What is required: Please give back only the lines below from the one containing "let mut bag = RawFieldBag::new();" to the one containing "async fn send(&self, email: &OutboundEmail)", each repeated word for word, both ends included.

========

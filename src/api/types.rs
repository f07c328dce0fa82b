//! Shared request and response types for REST API handlers.

use serde::{Deserialize, Serialize};

/// Result record returned to the caller for every submission attempt.
#[derive(Debug, Clone, Serialize, Deserialize)]
#[serde(rename_all = "camelCase")]
pub struct SubmitResponse {
    pub success: bool,
    pub message: String,
    #[serde(skip_serializing_if = "Option::is_none")]
    pub submission_id: Option<String>,
    #[serde(skip_serializing_if = "Option::is_none")]
    pub error: Option<String>,
}
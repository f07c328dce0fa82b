//! Canonical submission document.
//!
//! The immutable nested representation of one loyalty-program setup
//! submission. Child fields stay plain strings; points, discounts, and
//! multipliers are opaque and keep their source formatting. Serializes with
//! camelCase names so the backup JSON matches the submitted wire shape.

use serde::{Deserialize, Serialize};

/// Metadata of the uploaded logo image. The byte payload stays with the
/// upload store; only the attachment packaging step reads it, once.
#[derive(Debug, Clone, PartialEq, Eq, Serialize, Deserialize)]
#[serde(rename_all = "camelCase")]
pub struct LogoFileDescriptor {
    pub original_name: String,
    pub stored_name: String,
    pub size_bytes: u64,
    pub mime_type: String,
}

/// Business partner identity section.
#[derive(Debug, Clone, PartialEq, Eq, Serialize, Deserialize)]
#[serde(rename_all = "camelCase")]
pub struct PartnerInfo {
    pub business_name: String,
    pub card_key: String,
    pub tagline: String,
    pub website: String,
    #[serde(skip_serializing_if = "Option::is_none")]
    pub logo_file: Option<LogoFileDescriptor>,
}

/// Program-wide branding section.
#[derive(Debug, Clone, PartialEq, Eq, Serialize, Deserialize)]
#[serde(rename_all = "camelCase")]
pub struct Branding {
    pub primary_color: String,
    pub secondary_color: String,
    pub accent_color: String,
    pub primary_font: String,
    pub header_font: String,
}

/// One membership tier.
#[derive(Debug, Clone, PartialEq, Eq, Serialize, Deserialize)]
#[serde(rename_all = "camelCase")]
pub struct Tier {
    pub name: String,
    pub base_points: String,
    pub room_nights: String,
    pub discount: String,
    #[serde(skip_serializing_if = "Option::is_none")]
    pub primary_color: Option<String>,
    #[serde(skip_serializing_if = "Option::is_none")]
    pub secondary_color: Option<String>,
    pub image_url: String,
    pub description: String,
}

/// One spending-to-point rule.
#[derive(Debug, Clone, PartialEq, Eq, Serialize, Deserialize)]
#[serde(rename_all = "camelCase")]
pub struct PointCredit {
    pub category: String,
    #[serde(skip_serializing_if = "Option::is_none")]
    pub currency: Option<String>,
    #[serde(skip_serializing_if = "Option::is_none")]
    pub multiplier: Option<String>,
}

/// One reward category.
#[derive(Debug, Clone, PartialEq, Eq, Serialize, Deserialize)]
#[serde(rename_all = "camelCase")]
pub struct RewardCategory {
    pub name: String,
    pub description: String,
}

/// One reward. `category` holds the *name* of a reward category verbatim;
/// referential integrity against `reward_categories` is not checked.
#[derive(Debug, Clone, PartialEq, Eq, Serialize, Deserialize)]
#[serde(rename_all = "camelCase")]
pub struct Reward {
    pub name: String,
    pub points_required: String,
    #[serde(skip_serializing_if = "Option::is_none")]
    pub category: Option<String>,
}

/// The canonical, immutable document built from one submission. Constructed
/// once per request by the assembler, never mutated afterward.
#[derive(Debug, Clone, PartialEq, Eq, Serialize, Deserialize)]
#[serde(rename_all = "camelCase")]
pub struct SubmissionDocument {
    /// RFC 3339 UTC timestamp with millisecond precision, captured once at
    /// assembly start. Sortable.
    pub submission_timestamp: String,
    pub partner_info: PartnerInfo,
    pub branding: Branding,
    pub tiers: Vec<Tier>,
    pub point_credits: Vec<PointCredit>,
    pub reward_categories: Vec<RewardCategory>,
    pub rewards: Vec<Reward>,
}
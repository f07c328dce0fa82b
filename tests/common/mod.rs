//! Common test utilities and fixtures for integration tests

#![allow(dead_code)]

use std::sync::atomic::{AtomicUsize, Ordering};
use std::sync::{Arc, Mutex};

use async_trait::async_trait;
use chrono::{DateTime, TimeZone, Utc};

use loyalty_intake::domain::{RawFieldBag, SubmissionDocument};
use loyalty_intake::infra::{
    BackupStore, FixedClock, FsBackupStore, Mailer, OutboundEmail, SubmissionPipeline,
    SubmitError, UploadStore,
};

/// Fixed submission instant used across scenarios.
pub fn test_instant() -> DateTime<Utc> {
    Utc.with_ymd_and_hms(2026, 8, 7, 12, 30, 45).unwrap()
}

/// Submission identifier derived from [`test_instant`].
pub const TEST_SUBMISSION_ID: &str = "1786105845000";

/// The Bronze/Silver sample submission: 2 tiers, 2 point credits, 1 reward
/// category, 2 rewards, no logo.
pub fn sample_submission_fields() -> Vec<(&'static str, &'static str)> {
    vec![
        ("partnerName", "Grand Horizon Hotel"),
        ("cardKey", "GHH-2026"),
        ("tagline", "Where every stay counts"),
        ("website", "https://grandhorizon.example"),
        ("primaryColor", "#1a2b3c"),
        ("secondaryColor", "#4d5e6f"),
        ("accentColor", "#d4af37"),
        ("primaryFont", "Lato"),
        ("headerFont", "Playfair Display"),
        ("tierName[]", "Bronze"),
        ("tierName[]", "Silver"),
        ("tierBasePoints[]", "0"),
        ("tierBasePoints[]", "1000"),
        ("tierRoomNights[]", "0"),
        ("tierRoomNights[]", "10"),
        ("tierDiscount[]", "5"),
        ("tierDiscount[]", "10"),
        ("tierColorOne[]", "#cd7f32"),
        ("tierColorOne[]", "#c0c0c0"),
        ("tierColorTwo[]", "#8b5a2b"),
        ("tierColorTwo[]", "#a9a9a9"),
        ("tierImage[]", ""),
        ("tierImage[]", ""),
        ("tierDescription[]", "Entry tier for new members"),
        ("tierDescription[]", ""),
        ("spendingTypeName[]", "Room Spend"),
        ("spendingTypeName[]", "Dining"),
        ("spendingTypeCurrency[]", "USD"),
        ("spendingTypeCurrency[]", "USD"),
        ("spendingTypeMultiplier[]", "1"),
        ("spendingTypeMultiplier[]", "2"),
        ("rewardCategoryName[]", "Stays"),
        ("rewardCategoryDescription[]", "Free and discounted nights"),
        ("rewardName[]", "Free Night"),
        ("rewardName[]", "Late Checkout"),
        ("rewardPoints[]", "25000"),
        ("rewardPoints[]", "5000"),
        ("rewardCategory[]", "Stays"),
        ("rewardCategory[]", "Stays"),
    ]
}

/// Build a raw field bag from ordered name/value pairs.
pub fn field_bag(pairs: &[(&str, &str)]) -> RawFieldBag {
    let mut bag = RawFieldBag::new();
    for (name, value) in pairs {
        bag.insert(*name, *value);
    }
    bag
}

/// Mailer double recording every send; optionally failing each one.
pub struct RecordingMailer {
    pub fail: bool,
    pub sent: Mutex<Vec<OutboundEmail>>,
}

impl RecordingMailer {
    pub fn new() -> Self {
        Self {
            fail: false,
            sent: Mutex::new(Vec::new()),
        }
    }

    pub fn failing() -> Self {
        Self {
            fail: true,
            sent: Mutex::new(Vec::new()),
        }
    }

    pub fn sent_count(&self) -> usize {
        self.sent.lock().unwrap().len()
    }
}

#[async_trait]
impl Mailer for RecordingMailer {
    async fn send(&self, email: &OutboundEmail) -> loyalty_intake::Result<()> {
        self.sent.lock().unwrap().push(email.clone());
        if self.fail {
            Err(SubmitError::Dispatch("sendgrid responded 503".to_string()))
        } else {
            Ok(())
        }
    }
}

/// Backup double counting writes without touching the filesystem.
pub struct CountingBackupStore {
    writes: AtomicUsize,
}

impl CountingBackupStore {
    pub fn new() -> Self {
        Self {
            writes: AtomicUsize::new(0),
        }
    }

    pub fn write_count(&self) -> usize {
        self.writes.load(Ordering::SeqCst)
    }
}

#[async_trait]
impl BackupStore for CountingBackupStore {
    async fn write(
        &self,
        _submission_id: &str,
        _document: &SubmissionDocument,
    ) -> loyalty_intake::Result<()> {
        self.writes.fetch_add(1, Ordering::SeqCst);
        Ok(())
    }
}

/// Wire a pipeline around the fixed clock and the given doubles.
pub fn test_pipeline(
    backup: Arc<dyn BackupStore>,
    mailer: Arc<dyn Mailer>,
    uploads: Arc<UploadStore>,
) -> SubmissionPipeline {
    SubmissionPipeline::new(
        Arc::new(FixedClock(test_instant())),
        backup,
        mailer,
        uploads,
        vec!["reviewer@example.com".to_string()],
        "sender@example.com",
    )
}

/// Pipeline writing real backups under `backup_dir`.
pub fn fs_backed_pipeline(
    backup_dir: &std::path::Path,
    mailer: Arc<dyn Mailer>,
    uploads: Arc<UploadStore>,
) -> SubmissionPipeline {
    test_pipeline(Arc::new(FsBackupStore::new(backup_dir)), mailer, uploads)
}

========

Result for this task:
    let mut bag = RawFieldBag::new();
    for (name, value) in pairs {
        bag.insert(*name, *value);
    }
    bag
}

/// Mailer double recording every send; optionally failing each one.
pub struct RecordingMailer {
    pub fail: bool,
    pub sent: Mutex<Vec<OutboundEmail>>,
}

impl RecordingMailer {
    pub fn new() -> Self {
        Self {
            fail: false,
            sent: Mutex::new(Vec::new()),
        }
    }

    pub fn failing() -> Self {
        Self {
            fail: true,
            sent: Mutex::new(Vec::new()),
        }
    }

    pub fn sent_count(&self) -> usize {
        self.sent.lock().unwrap().len()
    }
}

#[async_trait]
impl Mailer for RecordingMailer {
    async fn send(&self, email: &OutboundEmail) -> loyalty_intake::Result<()> {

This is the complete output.